The special was taped at Adele’s first real concert in four years, and, at the 6,000-seat Radio City Music Hall, her largest show in New York to date. (She’ll soon top it with six shows at Madison Square Garden.) “And it was absolutely her call to record the show as a gig, not as TV,” said Dickins. “Everything is one take, as if you’re in the room. It wasn’t broadcast live, but the show was recorded live, and it’s very real and undoctored. There was no ‘Let’s start again,’ and no doing four different versions of a song.”
Dickins said they opted for NBC, and for executive producer Lorne Michaels, because “Saturday Night Live” had been the key to Adele breaking out in the U.S. market in 2008. “‘SNL’ was instrumental in breaking ‘Chasing Pavements’ in particular,” he said of the singer’s first U.S. hit.

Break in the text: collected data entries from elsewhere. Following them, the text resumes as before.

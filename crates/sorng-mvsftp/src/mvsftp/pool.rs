//! Session pool: `ControlSession`s keyed by id, with idle reaping and
//! keepalive NOOPs.

use crate::mvsftp::error::{FtpError, FtpResult};
use crate::mvsftp::session::ControlSession;
use crate::mvsftp::types::*;
use chrono::Utc;
use std::collections::HashMap;
use std::sync::Arc;
use tokio::sync::Mutex;
use tokio::time::{self, Duration};

const DEFAULT_IDLE_TIMEOUT_SEC: u64 = 300;

pub struct MvsSessionPool {
    pub sessions: HashMap<String, ControlSession>,
    /// 0 = unlimited.
    pub max_sessions: usize,
    pub idle_timeout_sec: u64,
}

impl Default for MvsSessionPool {
    fn default() -> Self {
        Self::new()
    }
}

impl MvsSessionPool {
    pub fn new() -> Self {
        Self::with_limits(0, DEFAULT_IDLE_TIMEOUT_SEC)
    }

    pub fn with_limits(max_sessions: usize, idle_timeout_sec: u64) -> Self {
        Self {
            sessions: HashMap::new(),
            max_sessions,
            idle_timeout_sec,
        }
    }

    /// Whether another session may be added.
    pub fn has_capacity(&self) -> bool {
        self.max_sessions == 0 || self.sessions.len() < self.max_sessions
    }

    pub fn insert(&mut self, session: ControlSession) -> FtpResult<String> {
        if !self.has_capacity() {
            return Err(FtpError::pool_exhausted(format!(
                "Pool limit reached ({})",
                self.max_sessions
            )));
        }
        let id = session.id().to_string();
        self.sessions.insert(id.clone(), session);
        Ok(id)
    }

    pub fn get_mut(&mut self, id: &str) -> FtpResult<&mut ControlSession> {
        self.sessions
            .get_mut(id)
            .ok_or_else(|| FtpError::session_not_found(id))
    }

    pub fn get(&self, id: &str) -> FtpResult<&ControlSession> {
        self.sessions
            .get(id)
            .ok_or_else(|| FtpError::session_not_found(id))
    }

    pub fn remove(&mut self, id: &str) -> Option<ControlSession> {
        self.sessions.remove(id)
    }

    /// Infos of all connected sessions.
    pub fn list_sessions(&self) -> Vec<MvsSessionInfo> {
        self.sessions.values().filter_map(|s| s.info().cloned()).collect()
    }

    pub fn stats(&self) -> PoolStats {
        let total = self.sessions.len() as u32;
        let active = self.sessions.values().filter(|s| s.is_connected()).count() as u32;
        PoolStats {
            total_sessions: total,
            active_sessions: active,
            idle_sessions: total - active,
            max_sessions: self.max_sessions as u32,
        }
    }

    /// Drop sessions idle past `idle_timeout_sec` and sessions whose
    /// control connection is already gone. Returns how many were removed.
    ///
    /// An idle timeout too large to represent never expires a live session.
    pub async fn reap_idle(&mut self) -> usize {
        let cutoff = i64::try_from(self.idle_timeout_sec)
            .ok()
            .and_then(chrono::Duration::try_seconds)
            .and_then(|idle| Utc::now().checked_sub_signed(idle));
        let stale: Vec<String> = self
            .sessions
            .iter()
            .filter(|(_, s)| {
                s.info()
                    .map_or(true, |i| cutoff.is_some_and(|c| i.last_activity < c))
            })
            .map(|(id, _)| id.clone())
            .collect();

        for id in &stale {
            if let Some(mut session) = self.sessions.remove(id) {
                session.disconnect().await;
            }
        }
        if !stale.is_empty() {
            log::info!("MVS FTP pool: reaped {} idle sessions", stale.len());
        }
        stale.len()
    }

    /// NOOP on every connected session.
    pub async fn keepalive_all(&mut self) {
        for session in self.sessions.values_mut() {
            if session.is_connected() {
                if let Err(e) = session.noop().await {
                    log::debug!("Keepalive on {} failed: {}", session.id(), e);
                }
            }
        }
    }

    pub async fn disconnect_all(&mut self) {
        for (_, mut session) in self.sessions.drain() {
            session.disconnect().await;
        }
    }
}

/// Periodically reap idle sessions and keep the rest alive.
pub fn spawn_pool_maintenance(
    pool: Arc<Mutex<MvsSessionPool>>,
    interval_secs: u64,
) -> tokio::task::JoinHandle<()> {
    tokio::spawn(async move {
        let mut ticker = time::interval(Duration::from_secs(interval_secs.max(1)));
        loop {
            ticker.tick().await;
            let mut guard = pool.lock().await;
            guard.reap_idle().await;
            guard.keepalive_all().await;
        }
    })
}
//! FTP-specific error type.

use serde::{Deserialize, Serialize};
use std::fmt;

/// Categorised FTP error.
#[derive(Debug, Clone, Serialize, Deserialize)]
pub struct FtpError {
    pub kind: FtpErrorKind,
    pub message: String,
    /// FTP reply code that triggered the error, if any.
    pub code: Option<u16>,
    pub session_id: Option<String>,
}

#[derive(Debug, Clone, Serialize, Deserialize, PartialEq)]
pub enum FtpErrorKind {
    /// TCP / DNS resolution failure.
    ConnectionFailed,
    /// USER/PASS rejected.
    AuthFailed,
    /// Server returned an unexpected reply for a command.
    CommandRejected,
    /// PASV failed or the data socket could not be opened.
    DataChannelFailed,
    /// Transfer aborted or incomplete.
    TransferFailed,
    /// Server sent an un-parseable reply.
    ProtocolError,
    /// Local file I/O error.
    IoError,
    /// Operation timed out.
    Timeout,
    /// Unknown session id.
    SessionNotFound,
    /// Control connection is gone (or was never opened).
    Disconnected,
    /// Dataset or member not found on the host.
    NotFound,
    /// RACF or dataset protection refused the request.
    PermissionDenied,
    /// Cancelled through a `CancelToken`.
    Cancelled,
    /// Config / parameter validation error.
    InvalidConfig,
}

pub type FtpResult<T> = Result<T, FtpError>;

// ── Construction helpers ─────────────────────────────────────────────

impl FtpError {
    pub fn new(kind: FtpErrorKind, msg: impl Into<String>) -> Self {
        Self {
            kind,
            message: msg.into(),
            code: None,
            session_id: None,
        }
    }

    pub fn with_code(mut self, code: u16) -> Self {
        self.code = Some(code);
        self
    }

    pub fn with_session(mut self, id: impl Into<String>) -> Self {
        self.session_id = Some(id.into());
        self
    }

    pub fn connection_failed(msg: impl Into<String>) -> Self {
        Self::new(FtpErrorKind::ConnectionFailed, msg)
    }

    pub fn auth_failed(msg: impl Into<String>) -> Self {
        Self::new(FtpErrorKind::AuthFailed, msg)
    }

    pub fn command_rejected(code: u16, msg: impl Into<String>) -> Self {
        Self::new(FtpErrorKind::CommandRejected, msg).with_code(code)
    }

    pub fn data_channel(msg: impl Into<String>) -> Self {
        Self::new(FtpErrorKind::DataChannelFailed, msg)
    }

    pub fn protocol_error(msg: impl Into<String>) -> Self {
        Self::new(FtpErrorKind::ProtocolError, msg)
    }

    pub fn io_error(msg: impl Into<String>) -> Self {
        Self::new(FtpErrorKind::IoError, msg)
    }

    pub fn timeout(msg: impl Into<String>) -> Self {
        Self::new(FtpErrorKind::Timeout, msg)
    }

    pub fn session_not_found(id: &str) -> Self {
        Self::new(
            FtpErrorKind::SessionNotFound,
            format!("MVS FTP session '{}' not found", id),
        )
        .with_session(id)
    }

    pub fn disconnected(msg: impl Into<String>) -> Self {
        Self::new(FtpErrorKind::Disconnected, msg)
    }

    pub fn cancelled(msg: impl Into<String>) -> Self {
        Self::new(FtpErrorKind::Cancelled, msg)
    }

    pub fn invalid_config(msg: impl Into<String>) -> Self {
        Self::new(FtpErrorKind::InvalidConfig, msg)
    }

    pub fn pool_exhausted(msg: impl Into<String>) -> Self {
        Self::new(FtpErrorKind::InvalidConfig, msg)
    }

    /// Classify an FTP reply code into the most appropriate error kind.
    ///
    /// The message is the raw reply text so callers can surface exactly what
    /// the host said (z/OS puts the useful detail in the `EZA` message).
    pub fn from_reply(code: u16, text: &str) -> Self {
        let kind = match code {
            421 => FtpErrorKind::Disconnected,
            425 | 426 => FtpErrorKind::DataChannelFailed,
            430 | 530 => FtpErrorKind::AuthFailed,
            450 | 550 => {
                let lower = text.to_lowercase();
                if lower.contains("not authorized") || lower.contains("denied") {
                    FtpErrorKind::PermissionDenied
                } else if lower.contains("not found") || lower.contains("no such") {
                    FtpErrorKind::NotFound
                } else {
                    FtpErrorKind::CommandRejected
                }
            }
            451 | 452 | 552 => FtpErrorKind::TransferFailed,
            // Includes positive replies where a different code was required.
            _ => FtpErrorKind::CommandRejected,
        };
        Self {
            kind,
            message: text.to_string(),
            code: Some(code),
            session_id: None,
        }
    }
}

impl fmt::Display for FtpError {
    fn fmt(&self, f: &mut fmt::Formatter<'_>) -> fmt::Result {
        if let Some(code) = self.code {
            write!(f, "[FTP {:?} {}] {}", self.kind, code, self.message)
        } else {
            write!(f, "[FTP {:?}] {}", self.kind, self.message)
        }
    }
}

impl std::error::Error for FtpError {}

impl From<std::io::Error> for FtpError {
    fn from(e: std::io::Error) -> Self {
        if e.kind() == std::io::ErrorKind::TimedOut {
            Self::timeout(format!("I/O timeout: {}", e))
        } else {
            Self::io_error(e.to_string())
        }
    }
}

impl From<FtpError> for String {
    fn from(e: FtpError) -> String {
        e.message
    }
}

“And the timing of that show was crucial: It was the Sarah Palin show, so there were a lot of eyeballs on it, and her record and career really reacted.”
From a business standpoint, the special was simply a matter of increasing exposure to an artist who would have sold millions of albums regardless. “It’s about extending the reach of how great an artist she is,” Dickins said. “Ultimately, the business strategy is to make content as creative as you possibly can — and when you do that, things fall off the back of that and you get everything you possibly can.”
Dickins has been around the music industry his entire life: His grandfather founded the influential British music magazine NME in the 1950s, his uncle was the UK chairman of Warner Bros. and his father is a booking agent. So he’s seen enormous changes in the industry, which in the last two decades has seen the collapse of CD sales and the rise of streaming, which can provide substantially less income for an artist.
Hence strategies like the TV special to extend the reach of Adele’s tour — although he admits that she’s not exactly the right artist to use if you’re judging the current health of the record business.
“For sure, recorded-music income isn’t what it used to be in most cases,” he said. “I think Adele is a little bit of an outlier in that regard. But money is now made from touring — and, if you choose to, from all the other things you can spin off of that. And potentially, the biggest artists can make more money now than they could in the past.”